Saved entries
━━━━━━
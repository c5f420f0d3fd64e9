//! Rule verdicts

/// Outcome of evaluating one rule against one field value.
///
/// `message` is empty when the value passed.
#[derive(Debug, Clone, PartialEq, Eq)]
pub struct Verdict {
    pub valid: bool,
    pub message: String,
}

impl Verdict {
    pub fn pass() -> Self {
        Self {
            valid: true,
            message: String::new(),
        }
    }

    pub fn fail(message: impl Into<String>) -> Self {
        Self {
            valid: false,
            message: message.into(),
        }
    }

    /// The message to show in the field's error slot, if any
    pub fn error(&self) -> Option<&str> {
        if self.valid {
            None
        } else {
            Some(&self.message)
        }
    }
}
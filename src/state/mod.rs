//! Application state module

mod controller;
mod forms;
mod reset_timer;

pub use controller::*;
pub use forms::*;
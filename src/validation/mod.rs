//! Field validation rules
//!
//! Pure, stateless rules for every field of the registration form:
//! - `field_id`: typed field identifiers and their wire names
//! - `rules`: the rule table and the `RuleSet` evaluator
//! - `age`: calendar-age arithmetic for the birthdate rule
//! - `verdict`: the `{valid, message}` result of a rule

mod age;
mod field_id;
mod rules;
mod verdict;

pub use field_id::FieldId;
pub use rules::{RuleSet, ValidationContext, RULES};
pub use verdict::Verdict;
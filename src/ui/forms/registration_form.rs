//! Registration form rendering

use super::field_renderer::{draw_field, draw_help_text, FIELD_HEIGHT};
use crate::app::App;
use crate::captcha::ChallengeCaptcha;
use crate::platform::SUBMIT_SHORTCUT;
use crate::state::Focus;
use crate::ui::components::{render_button, BUTTON_HEIGHT};
use crate::validation::FieldId;
use ratatui::{
    layout::{Constraint, Direction, Layout, Rect},
    style::{Color, Modifier, Style},
    text::{Line, Span},
    widgets::{Block, Borders, Paragraph},
    Frame,
};
use std::time::Instant;

/// Fields laid out two per row
const FIELD_ROWS: [[FieldId; 2]; 4] = [
    [FieldId::Name, FieldId::Email],
    [FieldId::Password, FieldId::ConfirmPassword],
    [FieldId::Birthdate, FieldId::Mobile],
    [FieldId::Landline, FieldId::Terms],
];

/// Rows of the CAPTCHA panel including its borders
const CAPTCHA_HEIGHT: u16 = 6;

/// Draw the registration form
pub fn draw_registration(frame: &mut Frame, area: Rect, app: &App, now: Instant) {
    let block = Block::default()
        .title(" Registro ")
        .borders(Borders::ALL)
        .border_style(Style::default().fg(Color::Cyan));
    let inner = block.inner(area);
    frame.render_widget(block, area);

    let chunks = Layout::default()
        .direction(Direction::Vertical)
        .constraints([
            Constraint::Length(FIELD_HEIGHT * FIELD_ROWS.len() as u16), // Fields
            Constraint::Length(CAPTCHA_HEIGHT),                         // CAPTCHA
            Constraint::Length(BUTTON_HEIGHT),                          // Submit
            Constraint::Min(0),
            Constraint::Length(1), // Help
        ])
        .horizontal_margin(1)
        .split(inner);

    draw_fields(frame, chunks[0], app);
    draw_captcha_panel(frame, chunks[1], app, now);
    draw_submit(frame, chunks[2], app);
    draw_help_text(
        frame,
        chunks[4],
        &format!("Los campos en rojo tienen errores. {SUBMIT_SHORTCUT} envía el formulario."),
    );
}

fn draw_fields(frame: &mut Frame, area: Rect, app: &App) {
    let form = app.controller.form();
    let focus = app.controller.focus();

    let rows = Layout::default()
        .direction(Direction::Vertical)
        .constraints(FIELD_ROWS.map(|_| Constraint::Length(FIELD_HEIGHT)))
        .split(area);

    for (row, ids) in rows.iter().zip(FIELD_ROWS) {
        let columns = Layout::default()
            .direction(Direction::Horizontal)
            .constraints([Constraint::Percentage(50), Constraint::Percentage(50)])
            .split(*row);

        for (column, id) in columns.iter().zip(ids) {
            draw_field(frame, *column, form.field(id), focus == Focus::Field(id));
        }
    }
}

fn draw_captcha_panel(frame: &mut Frame, area: Rect, app: &App, now: Instant) {
    let captcha = app.controller.captcha();
    let is_active = app.controller.focus() == Focus::Captcha;

    let border_color = match (app.controller.captcha_message().is_some(), is_active) {
        (true, _) => Color::Red,
        (false, true) => Color::Cyan,
        (false, false) => Color::DarkGray,
    };

    let block = Block::default()
        .title(" CAPTCHA ")
        .borders(Borders::ALL)
        .border_style(Style::default().fg(border_color));

    let mut lines = vec![challenge_line(captcha, is_active, now)];

    if let Some(feedback) = &captcha.feedback {
        lines.push(Line::from(Span::styled(
            feedback.as_str(),
            Style::default().fg(Color::Yellow),
        )));
    }
    if let Some(message) = app.controller.captcha_message() {
        lines.push(Line::from(Span::styled(
            message,
            Style::default().fg(Color::Red).add_modifier(Modifier::BOLD),
        )));
    }

    frame.render_widget(Paragraph::new(lines).block(block), area);
}

fn challenge_line(captcha: &ChallengeCaptcha, is_active: bool, now: Instant) -> Line<'static> {
    if let Some(remaining) = captcha.remaining(now) {
        return Line::from(vec![
            Span::styled("✓ Verificado", Style::default().fg(Color::Green)),
            Span::styled(
                format!("  (expira en {}s)", remaining.as_secs()),
                Style::default().fg(Color::DarkGray),
            ),
        ]);
    }

    let cursor = if is_active { "▌" } else { "" };
    Line::from(vec![
        Span::raw(format!("{} ", captcha.prompt())),
        Span::styled(
            captcha.input().to_string(),
            Style::default().fg(Color::Cyan).add_modifier(Modifier::BOLD),
        ),
        Span::styled(cursor, Style::default().fg(Color::Cyan)),
    ])
}

fn draw_submit(frame: &mut Frame, area: Rect, app: &App) {
    let button_area = Layout::default()
        .direction(Direction::Horizontal)
        .constraints([Constraint::Length(24), Constraint::Min(0)])
        .split(area)[0];

    render_button(
        frame,
        button_area,
        "Registrarse",
        app.controller.focus() == Focus::Submit,
        app.controller.submit_enabled(),
    );
}
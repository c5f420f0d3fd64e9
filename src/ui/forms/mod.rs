//! Form rendering module
//!
//! - `field_renderer`: Field rendering utilities
//! - `registration_form`: The registration form with its CAPTCHA panel

mod field_renderer;
mod registration_form;

pub use registration_form::draw_registration;
//! One-shot, cancellable form reset timer

use std::time::{Duration, Instant};

/// A single pending deadline.
///
/// Scheduling replaces any pending deadline, so at most one reset is ever
/// outstanding.
#[derive(Debug, Clone)]
pub struct ResetTimer {
    delay: Duration,
    scheduled_at: Option<Instant>,
}

impl ResetTimer {
    pub fn new(delay: Duration) -> Self {
        Self {
            delay,
            scheduled_at: None,
        }
    }

    pub fn delay(&self) -> Duration {
        self.delay
    }

    /// Arm the timer to fire `delay` after `now`
    pub fn schedule(&mut self, now: Instant) {
        if self.scheduled_at.is_some() {
            tracing::debug!("Replacing pending reset");
        }
        self.scheduled_at = Some(now);
    }

    pub fn cancel(&mut self) {
        self.scheduled_at = None;
    }

    pub fn is_pending(&self) -> bool {
        self.scheduled_at.is_some()
    }

    /// Whether the deadline has passed; firing disarms the timer
    pub fn fire_if_due(&mut self, now: Instant) -> bool {
        if self.is_due(now) {
            self.scheduled_at = None;
            true
        } else {
            false
        }
    }

    pub fn is_due(&self, now: Instant) -> bool {
        self.scheduled_at
            .is_some_and(|start| now.saturating_duration_since(start) >= self.delay)
    }

    /// Fraction of the delay already elapsed, in `0.0..=1.0`
    pub fn progress(&self, now: Instant) -> f32 {
        match self.scheduled_at {
            Some(start) if !self.delay.is_zero() => {
                let elapsed = now.saturating_duration_since(start);
                (elapsed.as_secs_f32() / self.delay.as_secs_f32()).min(1.0)
            }
            Some(_) => 1.0,
            None => 0.0,
        }
    }
}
━━━━━━
[EXERCISE OBJECTIVE]
Of the lines above, output exactly those from the line bearing "let columns = Layout::default()" through the line bearing "let border_color = match", inclusive.

[EXERCISE OUTPUT]
        let columns = Layout::default()
            .direction(Direction::Horizontal)
            .constraints([Constraint::Percentage(50), Constraint::Percentage(50)])
            .split(*row);

        for (column, id) in columns.iter().zip(ids) {
            draw_field(frame, *column, form.field(id), focus == Focus::Field(id));
        }
    }
}

fn draw_captcha_panel(frame: &mut Frame, area: Rect, app: &App, now: Instant) {
    let captcha = app.controller.captcha();
    let is_active = app.controller.focus() == Focus::Captcha;

    let border_color = match (app.controller.captcha_message().is_some(), is_active) {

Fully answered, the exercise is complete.